I first heard the expression “strategic incompetence” in El Salvador in December 1993. Along with my partner and two friends, I’d been recruited to do some electoral training there. We were working with the Farabundo Martí National Liberation Front, or FMLN, a coalition of leftist parties that had led a long-running guerrilla war against a series of U.S.-backed autocratic governments. I’d visited El Salvador once before, during the 1989 elections, when armed troops were overseeing the voting. I remembered watching as people deposited their ballots into transparent plastic bags, their choices clearly visible to the world — and to the soldiers. (Not exactly what you’d call a “free and fair” election.)

A new round of national elections was scheduled for early 1994, and, for the first time, instead of boycotting it, the FMLN was running its own candidates. This was a risky choice. By the time we arrived to teach their members something about door-to-door canvassing, several FMLN candidates had already been assassinated.

It took us a few days to fully grasp just how profound a cultural shift such an election was for people whose project and lives had previously depended on clandestine organizing. For years, their members had kept contact among themselves to a minimum for security reasons. They also routinely limited contacts with other Salvadorans to those in whom they had the highest confidence. We knew we’d experienced a breakthrough when one of their comandantes said, “Oh, I see. Even my mother should be part of this campaign.”

It was one of those comandantes who taught me the term “strategic incompetence.” Not long before, many of their potential voters had been refugees, having only recently returned from camps in Guatemala. A number of them had lost whatever identification papers they once had and, in any case, it was all too normal for people in rural Central America to lack birth certificates. The most common proof of birth was a baptismal record at a parish church, and many of those churches had been bombed to dust during the U.S.-backed air war against the FMLN.

So, to be able to vote, many Salvadorans had to apply to the government in the capital, San Salvador, for a cédula — an official credential. The process of getting one was invariably lengthy. Those who lived far from a municipal center had to make weekly treks on foot to post offices in towns to check whether their ID had arrived. All too often, the answer would be: no. As that comandante explained to me, this was an example of the autocratic government’s “strategic incompetence” — a systemic failure, in other words, that served the interests of those then in power by discouraging people from voting.

Round and Round We Go

I was reminded of that expression recently, when I accompanied a young immigrant to file his application for asylum in the United States. What should have been a 10-minute errand devolved into a multi-hour ordeal. I have no way of knowing whether the incompetence involved was strategic or simply run-of-the-mill stupidity, but I do know that it nearly cost him his chance to stay in this country.

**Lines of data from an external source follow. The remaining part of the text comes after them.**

impl ResourceTemplate {
    pub fn new(uri_template: String, name: String) -> Self {
        Self {
            uri_template,
            name,
            description: None,
            mime_type: None,
        }
    }

    pub fn with_description(mut self, description: String) -> Self {
        self.description = Some(description);
        self
    }

    pub fn with_mime_type(mut self, mime_type: String) -> Self {
        self.mime_type = Some(mime_type);
        self
    }

    /// Parse the URI template and extract variable names
    pub fn parse_variables(&self) -> Vec<String> {
        let mut variables = Vec::new();
        for cap in TEMPLATE_VAR_PATTERN.captures_iter(&self.uri_template) {
            if let Some(var_name) = cap.get(1) {
                let var_name = var_name.as_str().trim();
                if !var_name.is_empty() {
                    variables.push(var_name.to_string());
                }
            }
        }
        variables
    }

    /// Expand the URI template with provided variables
    pub fn expand(&self, variables: &HashMap<String, String>) -> Result<String, TemplateError> {
        self.expand_with_options(variables, &TemplateExpansionOptions::default())
    }

    /// Expand the URI template with options
    pub fn expand_with_options(
        &self,
        variables: &HashMap<String, String>,
        options: &TemplateExpansionOptions,
    ) -> Result<String, TemplateError> {
        // Validate template first
        self.validate_with_policy(&options.security_policy)?;

        let mut result = self.uri_template.clone();

        for cap in TEMPLATE_VAR_PATTERN.captures_iter(&self.uri_template) {
            if let Some(var_match) = cap.get(0) {
                let full_match = var_match.as_str();
                if let Some(var_name) = cap.get(1) {
                    let var_name = var_name.as_str().trim();

                    if let Some(mut value) = variables.get(var_name).cloned() {
                        // URL encode if requested
                        if options.url_encode_values {
                            value = urlencoding::encode(&value).to_string();
                        }

                        result = result.replace(full_match, &value);
                    } else {
                        return Err(TemplateError::MissingVariable(var_name.to_string()));
                    }
                }
            }
        }

        // Check if there are any remaining unexpanded variables
        if TEMPLATE_VAR_PATTERN.is_match(&result) {
            return Err(TemplateError::IncompleteExpansion);
        }

        // Validate expanded URI length
        if result.len() > options.max_expanded_length {
            return Err(TemplateError::ExpandedUriTooLong(
                result.len(),
                options.max_expanded_length,
            ));
        }

        // Validate expanded URI if requested
        if options.validate_expanded_uri {
            self.validate_expanded_uri(&result, &options.security_policy)?;
        }

        Ok(result)
    }

    /// Validate the URI template format
    pub fn validate(&self) -> Result<(), TemplateError> {
        self.validate_with_policy(&TemplateSecurityPolicy::default())
    }

    /// Validate the URI template with security policy
    pub fn validate_with_policy(
        &self,
        policy: &TemplateSecurityPolicy,
    ) -> Result<(), TemplateError> {
        // Check template length
        if self.uri_template.len() > policy.max_template_length {
            return Err(TemplateError::TemplateTooLong(
                self.uri_template.len(),
                policy.max_template_length,
            ));
        }

        // Check for nested templates if not allowed (double braces) - do this first
        if !policy.allow_nested_templates
            && (self.uri_template.contains("{{") || self.uri_template.contains("}}"))
        {
            return Err(TemplateError::NestedTemplatesNotAllowed);
        }

        let variables = self.parse_variables();

        // Check variable count
        if variables.len() > policy.max_variables {
            return Err(TemplateError::TooManyVariables(
                variables.len(),
                policy.max_variables,
            ));
        }

        // Check for duplicate variables
        let mut seen = std::collections::HashSet::new();
        for var in &variables {
            if !seen.insert(var) {
                return Err(TemplateError::DuplicateVariable(var.clone()));
            }
        }

        // Validate variable names
        let var_pattern = Regex::new(&policy.variable_name_restrictions.allowed_pattern)
            .map_err(|e| TemplateError::InvalidVariablePattern(e.to_string()))?;

        for var in &variables {
            // Check variable name length
            if var.len() > policy.variable_name_restrictions.max_length {
                return Err(TemplateError::VariableNameTooLong(
                    var.clone(),
                    var.len(),
                    policy.variable_name_restrictions.max_length,
                ));
            }

            // Check variable name pattern
            if !var_pattern.is_match(var) {
                return Err(TemplateError::InvalidVariableName(var.clone()));
            }

            // Check blocked variable names
            if policy
                .variable_name_restrictions
                .blocked_names
                .contains(var)
            {
                return Err(TemplateError::BlockedVariableName(var.clone()));
            }
        }

        // Validate URI scheme
        self.validate_uri_scheme(&policy.allowed_schemes)?;

        // Check blocked patterns
        for pattern in &policy.blocked_patterns {
            let regex = Regex::new(pattern).map_err(|e| {
                TemplateError::InvalidBlockedPattern(pattern.clone(), e.to_string())
            })?;
            if regex.is_match(&self.uri_template) {
                return Err(TemplateError::BlockedPattern(pattern.clone()));
            }
        }

        Ok(())
    }

    /// Validate URI scheme
    fn validate_uri_scheme(&self, allowed_schemes: &[String]) -> Result<(), TemplateError> {
        // Extract scheme from template
        if let Some(colon_pos) = self.uri_template.find(':') {
            let scheme = &self.uri_template[..colon_pos].to_lowercase();
            if !allowed_schemes.iter().any(|s| s.to_lowercase() == *scheme) {
                return Err(TemplateError::DisallowedScheme(scheme.to_string()));
            }
        }
        Ok(())
    }

    /// Validate expanded URI
    fn validate_expanded_uri(
        &self,
        uri: &str,
        policy: &TemplateSecurityPolicy,
    ) -> Result<(), TemplateError> {
        // Check blocked patterns on expanded URI
        for pattern in &policy.blocked_patterns {
            let regex = Regex::new(pattern).map_err(|e| {
                TemplateError::InvalidBlockedPattern(pattern.clone(), e.to_string())
            })?;
            if regex.is_match(uri) {
                return Err(TemplateError::BlockedExpandedUri(pattern.clone()));
            }
        }

        // Additional security checks on expanded URI
        // Check for path traversal (both encoded and unencoded)
        if uri.contains("..") || uri.contains("%2E%2E") || uri.contains("%2e%2e") {
            return Err(TemplateError::PathTraversal);
        }

        // Check for dangerous protocols (both encoded and unencoded)
        let uri_lower = uri.to_lowercase();
        if uri_lower.contains("javascript:")
            || uri_lower.contains("vbscript:")
            || uri_lower.contains("javascript%3a")
            || uri_lower.contains("vbscript%3a")
        {
            return Err(TemplateError::DangerousProtocol);
        }

        // Check for script injection (both encoded and unencoded)
        if uri_lower.contains("<script") || uri_lower.contains("%3cscript") {
            return Err(TemplateError::ScriptInjection);
        }

        Ok(())
    }

    /// Get template metadata
    pub fn get_metadata(&self) -> TemplateMetadata {
        let variables = self.parse_variables();

        TemplateMetadata {
            variable_count: variables.len(),
            variables,
            template_length: self.uri_template.len(),
            has_query_parameters: self.uri_template.contains('?'),
            has_fragments: self.uri_template.contains('#'),
            estimated_complexity: self.calculate_complexity(),
        }
    }

    /// Calculate template complexity score
    fn calculate_complexity(&self) -> u32 {
        let mut complexity = 0;

        // Base complexity
        complexity += self.uri_template.len() as u32 / 10;

        // Variable complexity
        complexity += self.parse_variables().len() as u32 * 2;

        // Query parameter complexity
        if self.uri_template.contains('?') {
            complexity += 5;
        }

        // Fragment complexity
        if self.uri_template.contains('#') {
            complexity += 3;
        }

        // Nested structure complexity
        let nesting_depth = self.uri_template.matches('{').count();
        complexity += nesting_depth as u32;

        complexity
    }
}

My friend Joan and I, two old lady gringas, had spent the weekend with him working on the application, which was due the following Tuesday. We’d made the requisite copies, one for the judge in the case and the other for the lawyers of the Department of Homeland Security (DHS), all located in a building in downtown San Francisco.

On Monday morning, we met there. We knew he’d have to pay a $100 filing fee and, not having a bank account, he came prepared with cash. With some trepidation — ICE agents occupied part of the same building and there was always the risk of an immigrant being snatched up — we passed through security and made it to the floor where the immigration judges, including the one overseeing his case, had their offices.

We entered a small waiting room with some chairs and a cashier’s window in one corner. The nice woman behind the glass informed us that, unfortunately, she couldn’t accept his $100. The only way to pay the fee was online. She pointed to the QR code on a poster beside the window. Paying online isn’t easy for someone without a bank account. Fortunately, the two gringas had credit cards. We assumed that the record of the payment would appear in his online file.

It soon became clear, however, that, while the fee has to be paid online, the application could only be accepted with a physical copy of a receipt for that payment. The three of us stared at each other, and at our three cell phones — none of which, of course, had printers attached. We’d have to find a place to print the receipt.

First up, a UPS shop. “Just email the file you want printed to this address,” the clerk said. We navigated to the immigration site, found his record, and clicked on the button to email a copy of........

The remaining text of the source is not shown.